Figure of the week: Fragile states are ripe for disasters

A house partially submerged in flood waters is pictured  in Lokoja city, Kogi State, Nigeria September 17, 2018. REUTERS/Afolabi Sotunde - RC1F06C2B7E0

On January 11, the Africa Growth Initiative at Brookings released Foresight Africa: Top Priorities for the Continent in 2019. This annual publication delineates the year’s most pressing issues and offers guidance on resolving them. The report’s fourth chapter, “Fixing Fragility,” focuses on the role private sector and local institutions can play in addressing the challenges of fragile countries.

As Figure 4.2 below reveals, natural disasters adversely impact fragile nations. In part, this is due to lack of infrastructure, limited emergency services, and many other factors that make a nation fragile and especially susceptible to disasters. In Africa’s case, this has led to billions of dollars in economic damage and millions of lives affected.

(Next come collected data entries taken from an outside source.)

//! Administrator directory: records, contract, and Postgres storage.

use anyhow::{Context, Result};
use async_trait::async_trait;
use chrono::{DateTime, Utc};
use sqlx::{PgPool, Row};
use tracing::Instrument;
use uuid::Uuid;

use crate::auth::permissions::Role;

/// Administrator identity record. Never hard-deleted; deactivation flips
/// `is_active` so the audit trail keeps resolving.
#[derive(Debug, Clone)]
pub struct Administrator {
    pub id: Uuid,
    /// Principal id at the credential verifier.
    pub auth_user_id: Uuid,
    pub email: String,
    pub first_name: String,
    pub last_name: String,
    /// Persisted role string; resolved to a permission table at session
    /// build time, with unknown values granting nothing.
    pub role: String,
    pub is_active: bool,
    pub needs_password_reset: bool,
    pub created_at: DateTime<Utc>,
    pub last_login_at: Option<DateTime<Utc>>,
    pub invited_by: Option<Uuid>,
}

/// Fields for a new administrator record.
#[derive(Debug, Clone)]
pub struct NewAdministrator {
    pub auth_user_id: Uuid,
    pub email: String,
    pub first_name: String,
    pub last_name: String,
    pub role: Role,
    pub needs_password_reset: bool,
    pub invited_by: Option<Uuid>,
}

/// Administrator directory contract.
#[async_trait]
pub trait AdminDirectory: Send + Sync {
    /// Resolve a verifier principal to an administrator. Always filtered to
    /// `is_active = true`; an inactive administrator cannot authenticate.
    async fn find_active_by_principal(&self, auth_user_id: Uuid) -> Result<Option<Administrator>>;

    /// Case-insensitive email lookup, active or not.
    async fn find_by_email(&self, email: &str) -> Result<Option<Administrator>>;

    async fn create(&self, admin: NewAdministrator) -> Result<Administrator>;

    /// Flip the active flag. Returns the updated record, or `None` when the
    /// id does not exist.
    async fn set_active(&self, id: Uuid, active: bool) -> Result<Option<Administrator>>;

    /// Change the role. Does not touch already-issued session snapshots.
    async fn set_role(&self, id: Uuid, role: Role) -> Result<Option<Administrator>>;

    /// Touch `last_login_at`.
    async fn record_login(&self, id: Uuid) -> Result<()>;

    async fn list(&self) -> Result<Vec<Administrator>>;
}

const ADMIN_COLUMNS: &str = "id, auth_user_id, email, first_name, last_name, role, \
     is_active, needs_password_reset, created_at, last_login_at, invited_by";

fn map_admin(row: &sqlx::postgres::PgRow) -> Administrator {
    Administrator {
        id: row.get("id"),
        auth_user_id: row.get("auth_user_id"),
        email: row.get("email"),
        first_name: row.get("first_name"),
        last_name: row.get("last_name"),
        role: row.get("role"),
        is_active: row.get("is_active"),
        needs_password_reset: row.get("needs_password_reset"),
        created_at: row.get("created_at"),
        last_login_at: row.get("last_login_at"),
        invited_by: row.get("invited_by"),
    }
}

/// Postgres-backed administrator directory.
#[derive(Debug, Clone)]
pub struct PgAdminDirectory {
    pool: PgPool,
}

impl PgAdminDirectory {
    #[must_use]
    pub fn new(pool: PgPool) -> Self {
        Self { pool }
    }
}

#[async_trait]
impl AdminDirectory for PgAdminDirectory {
    async fn find_active_by_principal(&self, auth_user_id: Uuid) -> Result<Option<Administrator>> {
        let query = format!(
            "SELECT {ADMIN_COLUMNS} FROM admin_users WHERE auth_user_id = $1 AND is_active = TRUE"
        );
        let span = tracing::info_span!(
            "db.query",
            db.system = "postgresql",
            db.operation = "SELECT",
            db.statement = %query
        );
        let row = sqlx::query(&query)
            .bind(auth_user_id)
            .fetch_optional(&self.pool)
            .instrument(span)
            .await
            .context("failed to lookup administrator by principal")?;
        Ok(row.as_ref().map(map_admin))
    }

    async fn find_by_email(&self, email: &str) -> Result<Option<Administrator>> {
        let query =
            format!("SELECT {ADMIN_COLUMNS} FROM admin_users WHERE LOWER(email) = LOWER($1)");
        let span = tracing::info_span!(
            "db.query",
            db.system = "postgresql",
            db.operation = "SELECT",
            db.statement = %query
        );
        let row = sqlx::query(&query)
            .bind(email)
            .fetch_optional(&self.pool)
            .instrument(span)
            .await
            .context("failed to lookup administrator by email")?;
        Ok(row.as_ref().map(map_admin))
    }

    async fn create(&self, admin: NewAdministrator) -> Result<Administrator> {
        let query = format!(
            "INSERT INTO admin_users \
                (auth_user_id, email, first_name, last_name, role, needs_password_reset, invited_by) \
             VALUES ($1, LOWER($2), $3, $4, $5, $6, $7) \
             RETURNING {ADMIN_COLUMNS}"
        );
        let span = tracing::info_span!(
            "db.query",
            db.system = "postgresql",
            db.operation = "INSERT",
            db.statement = %query
        );
        let row = sqlx::query(&query)
            .bind(admin.auth_user_id)
            .bind(&admin.email)
            .bind(&admin.first_name)
            .bind(&admin.last_name)
            .bind(admin.role.as_str())
            .bind(admin.needs_password_reset)
            .bind(admin.invited_by)
            .fetch_one(&self.pool)
            .instrument(span)
            .await
            .context("failed to insert administrator")?;
        Ok(map_admin(&row))
    }

    async fn set_active(&self, id: Uuid, active: bool) -> Result<Option<Administrator>> {
        let query = format!(
            "UPDATE admin_users SET is_active = $2 WHERE id = $1 RETURNING {ADMIN_COLUMNS}"
        );
        let span = tracing::info_span!(
            "db.query",
            db.system = "postgresql",
            db.operation = "UPDATE",
            db.statement = %query
        );
        let row = sqlx::query(&query)
            .bind(id)
            .bind(active)
            .fetch_optional(&self.pool)
            .instrument(span)
            .await
            .context("failed to update administrator active flag")?;
        Ok(row.as_ref().map(map_admin))
    }

    async fn set_role(&self, id: Uuid, role: Role) -> Result<Option<Administrator>> {
        let query =
            format!("UPDATE admin_users SET role = $2 WHERE id = $1 RETURNING {ADMIN_COLUMNS}");
        let span = tracing::info_span!(
            "db.query",
            db.system = "postgresql",
            db.operation = "UPDATE",
            db.statement = %query
        );
        let row = sqlx::query(&query)
            .bind(id)
            .bind(role.as_str())
            .fetch_optional(&self.pool)
            .instrument(span)
            .await
            .context("failed to update administrator role")?;
        Ok(row.as_ref().map(map_admin))
    }

    async fn record_login(&self, id: Uuid) -> Result<()> {
        let query = "UPDATE admin_users SET last_login_at = NOW() WHERE id = $1";
        let span = tracing::info_span!(
            "db.query",
            db.system = "postgresql",
            db.operation = "UPDATE",
            db.statement = query
        );
        sqlx::query(query)
            .bind(id)
            .execute(&self.pool)
            .instrument(span)
            .await
            .context("failed to record administrator login")?;
        Ok(())
    }

    async fn list(&self) -> Result<Vec<Administrator>> {
        let query = format!("SELECT {ADMIN_COLUMNS} FROM admin_users ORDER BY created_at DESC");
        let span = tracing::info_span!(
            "db.query",
            db.system = "postgresql",
            db.operation = "SELECT",
            db.statement = %query
        );
        let rows = sqlx::query(&query)
            .fetch_all(&self.pool)
            .instrument(span)
            .await
            .context("failed to list administrators")?;
        Ok(rows.iter().map(map_admin).collect())
    }
}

The main components of economic damage include property, crops, and livestock loss. Millions of people’s lives are also affected. For many of Africa’s agriculture-dependent economies, these natural disasters can be immensely destructive. Spikes in damage from the El Asnam earthquake; flooding in Zimbabwe, Sudan, Madagascar, and Nigeria; and drought in Ethiopia and South Africa account for almost $15 billion in damage when added together. Between 1980 and 2018, drought claimed over half a million lives in Africa.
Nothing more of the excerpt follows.